*** Opening Exercise data ***
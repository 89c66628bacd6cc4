//! Rebindable shared references with change notification.
//!
//! A [`Binding<T>`] is the slot through which a host hands a value to a
//! widget and later replaces it. Each replacement emits a [`Change`] carrying
//! the new value and the one it replaced, so an observer can compare the two
//! snapshots without keeping its own copy.
//!
//! Bindings have reference semantics: cloning a `Binding` yields another
//! handle to the same slot, and a rebind through either handle is seen by
//! every watcher.
//!
//! # Example
//!
//! ```
//! use horizon_checklist_core::Binding;
//!
//! let available = Binding::new(vec!["a", "b"]);
//!
//! available.watch(|change| match &change.previous {
//!     None => println!("attached to {:?}", change.current),
//!     Some(previous) => println!("{:?} -> {:?}", previous, change.current),
//! });
//!
//! available.rebind(vec!["a", "b", "c"]);
//! ```

use std::fmt;
use std::sync::Arc;

use parking_lot::RwLock;

use crate::logging::targets;
use crate::signal::{ConnectionGuard, ConnectionId, Signal};

/// A change notification delivered by a [`Binding`].
///
/// `previous` is `None` exactly once per watcher: on the initial call made
/// when the watcher attaches.
#[derive(Debug, Clone, PartialEq)]
pub struct Change<T> {
    /// The value now held by the binding.
    pub current: T,
    /// The value held immediately before, or `None` on first attach.
    pub previous: Option<T>,
}

impl<T> Change<T> {
    /// Returns `true` if this is the initial notification of a new watcher.
    pub fn is_initial(&self) -> bool {
        self.previous.is_none()
    }
}

struct BindingInner<T> {
    value: RwLock<T>,
    changed: Signal<Change<T>>,
}

/// A shared, rebindable reference to a host-owned value.
///
/// # Thread Safety
///
/// `Binding<T>` uses `parking_lot::RwLock` internally and is `Send + Sync`
/// when `T` is. Notifications are delivered synchronously on the thread that
/// calls [`rebind`](Self::rebind).
pub struct Binding<T> {
    inner: Arc<BindingInner<T>>,
}

impl<T> Clone for Binding<T> {
    fn clone(&self) -> Self {
        Self {
            inner: Arc::clone(&self.inner),
        }
    }
}

impl<T: Clone + Send + Sync + 'static> Binding<T> {
    /// Create a binding holding an initial value.
    pub fn new(value: T) -> Self {
        Self {
            inner: Arc::new(BindingInner {
                value: RwLock::new(value),
                changed: Signal::new(),
            }),
        }
    }

    /// Get a clone of the current value.
    pub fn get(&self) -> T {
        self.inner.value.read().clone()
    }

    /// Access the current value through a closure without cloning.
    pub fn with<F, R>(&self, f: F) -> R
    where
        F: FnOnce(&T) -> R,
    {
        f(&self.inner.value.read())
    }

    /// Replace the bound value and notify every watcher.
    ///
    /// Watchers always run, even when the new value equals the old one:
    /// rebinding is an identity change, and deciding whether it matters is
    /// the watcher's business. Returns the replaced value.
    pub fn rebind(&self, value: T) -> T {
        let previous = std::mem::replace(&mut *self.inner.value.write(), value.clone());
        tracing::trace!(
            target: targets::BINDING,
            watchers = self.inner.changed.connection_count(),
            "binding rebound"
        );
        self.inner.changed.emit(Change {
            current: value,
            previous: Some(previous.clone()),
        });
        previous
    }

    /// Replace the bound value without notifying watchers.
    pub fn set_silent(&self, value: T) {
        *self.inner.value.write() = value;
    }

    /// Attach a watcher.
    ///
    /// The watcher is called once immediately with `previous: None`, then on
    /// every subsequent [`rebind`](Self::rebind).
    pub fn watch<F>(&self, slot: F) -> ConnectionId
    where
        F: Fn(&Change<T>) + Send + Sync + 'static,
    {
        let slot = Arc::new(slot);
        let connected = Arc::clone(&slot);
        let id = self.inner.changed.connect(move |change| connected(change));
        slot(&Change {
            current: self.get(),
            previous: None,
        });
        id
    }

    /// Attach a watcher that is detached when the returned guard drops.
    pub fn watch_scoped<F>(&self, slot: F) -> ConnectionGuard
    where
        F: Fn(&Change<T>) + Send + Sync + 'static,
    {
        let id = self.watch(slot);
        let binding = self.clone();
        ConnectionGuard::new(move || {
            binding.unwatch(id);
        })
    }

    /// Detach a watcher. Returns `false` if it was not attached.
    pub fn unwatch(&self, id: ConnectionId) -> bool {
        self.inner.changed.disconnect(id)
    }

    /// Number of attached watchers.
    pub fn watcher_count(&self) -> usize {
        self.inner.changed.connection_count()
    }

    /// Returns `true` if both handles refer to the same binding slot.
    pub fn ptr_eq(&self, other: &Self) -> bool {
        Arc::ptr_eq(&self.inner, &other.inner)
    }
}

impl<T: Clone + fmt::Debug + Send + Sync + 'static> fmt::Debug for Binding<T> {
    fn fmt(&self, f: &mut fmt::Formatter<'_>) -> fmt::Result {
        f.debug_struct("Binding")
            .field("value", &*self.inner.value.read())
            .field("watchers", &self.watcher_count())
            .finish()
    }
}

static_assertions::assert_impl_all!(Binding<Vec<String>>: Send, Sync);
*** Closing Exercise data ***
What is needed →
How many lines in the listing contain the string "crate"? Please answer with the number and no other words.

Exercise answer →
2